What to Do if an Ailing Family Member Does Not Have Power of Attorney

A power of attorney is a legal document, which empowers a named individual to act on behalf of the grantor. It can be specific, limited to one task such as selling a farm. It can be broad, to handle all of my personal and business affairs. It is particularly useful between persons in a close relationship when one of them become ill and unable to perform essential functions.

Powers of attorney for health care and durable powers of attorney are tools for carrying out the wishes of a person who, because of illness or incapacity, can no longer make decisions independently.

A durable power of attorney is not a living will, which directs everyone to follow the wishes of the maker. For example, a living will can direct health care providers to restrict treatments in the event of a catastrophic event. A living will is not an authorization to a named person; rather it is a set of instructions to limit or advise everyone.

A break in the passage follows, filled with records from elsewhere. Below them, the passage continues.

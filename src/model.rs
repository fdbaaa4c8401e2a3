use chrono::{DateTime, TimeZone, Utc};
use serde::{Deserialize, Serialize};
use std::collections::BTreeSet;

/// Full set of favorite podcast ids at one point in time.
pub type FavoriteSet = BTreeSet<String>;

/// How a non-empty remote page is written into the catalog cache.
#[derive(Debug, Clone, Copy, Serialize, Deserialize, PartialEq, Eq, Default)]
#[serde(rename_all = "lowercase")]
pub enum WritePolicy {
    /// Clear the catalog table, then upsert the page's entries.
    #[default]
    Replace,
    /// Upsert the page's entries on top of whatever is cached.
    Append,
}

impl WritePolicy {
    pub fn as_str(&self) -> &'static str {
        match self {
            WritePolicy::Replace => "replace",
            WritePolicy::Append => "append",
        }
    }
}

#[derive(Debug, Clone, Copy, Serialize, Deserialize, PartialEq, Eq, Default)]
#[serde(default)]
pub struct LookingFor {
    pub guests: bool,
    pub cohosts: bool,
    pub sponsors: bool,
    pub cross_promotion: bool,
}

/// Outbound links the catalog publishes for a podcast.
#[derive(Debug, Clone, Serialize, Deserialize, PartialEq, Eq, Default)]
#[serde(default)]
pub struct Extra {
    pub url1: String,
    pub url2: String,
    pub url3: String,
    pub spotify_url: String,
    pub youtube_url: String,
    pub linkedin_url: String,
    pub wechat_handle: String,
    pub patreon_handle: String,
    pub twitter_handle: String,
    pub facebook_handle: String,
    pub amazon_music_url: String,
    pub instagram_handle: String,
}

/// A podcast as returned by the catalog API.
///
/// Entries read back from the local cache only carry the persisted columns
/// (id, title, publisher, description, thumbnail, image); every other field
/// holds its default value.
#[derive(Debug, Clone, Serialize, Deserialize, PartialEq, Eq, Default)]
#[serde(default)]
pub struct CatalogEntry {
    pub id: String,
    pub title: String,
    pub publisher: String,
    pub description: String,
    pub image: String,
    pub thumbnail: String,
    pub rss: String,
    #[serde(rename = "type")]
    pub kind: String,
    pub email: String,
    pub website: String,
    pub language: String,
    pub country: String,
    pub extra: Option<Extra>,
    pub genre_ids: Vec<i64>,
    pub itunes_id: i64,
    pub is_claimed: bool,
    pub looking_for: Option<LookingFor>,
    pub has_sponsors: bool,
    pub listen_score: i64,
    pub total_episodes: i64,
    #[serde(rename = "listennotes_url")]
    pub listen_notes_url: String,
    pub audio_length_sec: i64,
    pub explicit_content: bool,
    pub latest_episode_id: String,
    pub latest_pub_date_ms: i64,
    pub earliest_pub_date_ms: i64,
    pub has_guest_interviews: bool,
    pub update_frequency_hours: i64,
    pub listen_score_global_rank: String,
}

impl CatalogEntry {
    pub fn latest_published(&self) -> Option<DateTime<Utc>> {
        millis_to_utc(self.latest_pub_date_ms)
    }

    pub fn earliest_published(&self) -> Option<DateTime<Utc>> {
        millis_to_utc(self.earliest_pub_date_ms)
    }
}

fn millis_to_utc(ms: i64) -> Option<DateTime<Utc>> {
    if ms <= 0 {
        return None;
    }
    Utc.timestamp_millis_opt(ms).single()
}

/// Response metadata attached to a fetched page.
#[derive(Debug, Clone, Copy, PartialEq, Eq, Default)]
pub struct PageMeta {
    /// Number of entries in this page.
    pub size: usize,
    /// Page number echoed by the API, 0 when absent.
    pub page: u32,
    /// Catalog size reported by the API, 0 when absent.
    pub total: u32,
}

/// One page of the remote catalog. Transient: only its entries are cached.
#[derive(Debug, Clone, PartialEq, Default)]
pub struct Page {
    pub entries: Vec<CatalogEntry>,
    /// Previous page number as reported by the API.
    pub prev_key: Option<u32>,
    /// Next page number as reported by the API.
    pub next_key: Option<u32>,
    pub meta: PageMeta,
    /// Resolved request URL, for diagnostics.
    pub url: String,
}

/// A catalog entry joined with the favorite set at read time.
#[derive(Debug, Clone, PartialEq, Eq)]
pub struct PodcastItem {
    pub entry: CatalogEntry,
    pub is_favorite: bool,
}

impl PodcastItem {
    pub fn annotate(entry: CatalogEntry, favorites: &FavoriteSet) -> Self {
        let is_favorite = favorites.contains(&entry.id);
        Self { entry, is_favorite }
    }

    pub fn id(&self) -> &str {
        &self.entry.id
    }
}

#[cfg(test)]
mod tests {
    use super::*;

    #[test]
    fn write_policy_label_matches_serde_name() {
        for policy in [WritePolicy::Replace, WritePolicy::Append] {
            assert_eq!(serde_json::to_value(policy).unwrap(), policy.as_str());
        }
    }

    #[test]
    fn entry_deserializes_partial_json() {
        let entry: CatalogEntry = serde_json::from_value(serde_json::json!({
            "id": "abc",
            "title": "Show",
            "type": "episodic",
            "genre_ids": [68, 82],
            "looking_for": { "guests": true, "cohosts": false, "sponsors": true, "cross_promotion": false },
            "listennotes_url": "https://www.listennotes.com/c/abc/",
            "latest_pub_date_ms": 1_700_000_000_000_i64
        }))
        .unwrap();
        assert_eq!(entry.id, "abc");
        assert_eq!(entry.kind, "episodic");
        assert_eq!(entry.genre_ids, vec![68, 82]);
        assert!(entry.looking_for.unwrap().sponsors);
        assert_eq!(entry.listen_notes_url, "https://www.listennotes.com/c/abc/");
        assert!(entry.extra.is_none());
        assert_eq!(
            entry.latest_published().map(|d| d.timestamp()),
            Some(1_700_000_000)
        );
        assert!(entry.earliest_published().is_none());
    }

    #[test]
    fn annotate_reads_favorite_set() {
        let entry = CatalogEntry {
            id: "x".into(),
            ..Default::default()
        };
        let mut favs = FavoriteSet::new();
        assert!(!PodcastItem::annotate(entry.clone(), &favs).is_favorite);
        favs.insert("x".into());
        assert!(PodcastItem::annotate(entry, &favs).is_favorite);
    }
}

The power of attorney is not a will because the power expires upon the death of the grantor. It is an instrument to empower a named individual to act as if the grantor were present. The power enables the attorney-in-fact to do things that the grantor could do. In healthcare settings, this includes medical decisions such as procedures and suspension of care.

It is essential to discuss the power of attorney while the parties are in good health and sound mental state. The legal requirement for granting a power of attorney is that the grantor be in sound mental state. They must know what they are doing when they give powers to act on their behalf.

A durable power of attorney must state that it empowers the attorney-in-fact to act in the event of illness and incapacity. The purpose of a power of attorney is to act as if the grantor were there personally. It is essential to that goal that the grantor has a sound mind and a clear idea of what he or she intends.

A typical situation occurs in many families, an elderly parent, or an ill spouse has no power of attorney. While discussing it is better while everyone is in reasonable health and can make calm reflective decisions, there are occasions when events overtake that opportunity. It is perhaps frightening to some and unsettling to most people, to consider the possibility that an illness can rob them of the ability to move about, make decisions, and perform necessary acts.

Perhaps the best approach is a truth. Age and illness can affect anyone, and a simple act of preparedness will ensure proper handling of personal and business matters. It is also useful to discuss that a power of attorney is revocable at will and can be changed at any time.

A power of attorney is an essential part of planning for estates and health emergencies. In a period of illness, someone must perform many critical tasks and make critical decisions. The absence of a power to act can cause losses and make day-to-day matters difficult. It is a prudent step to take.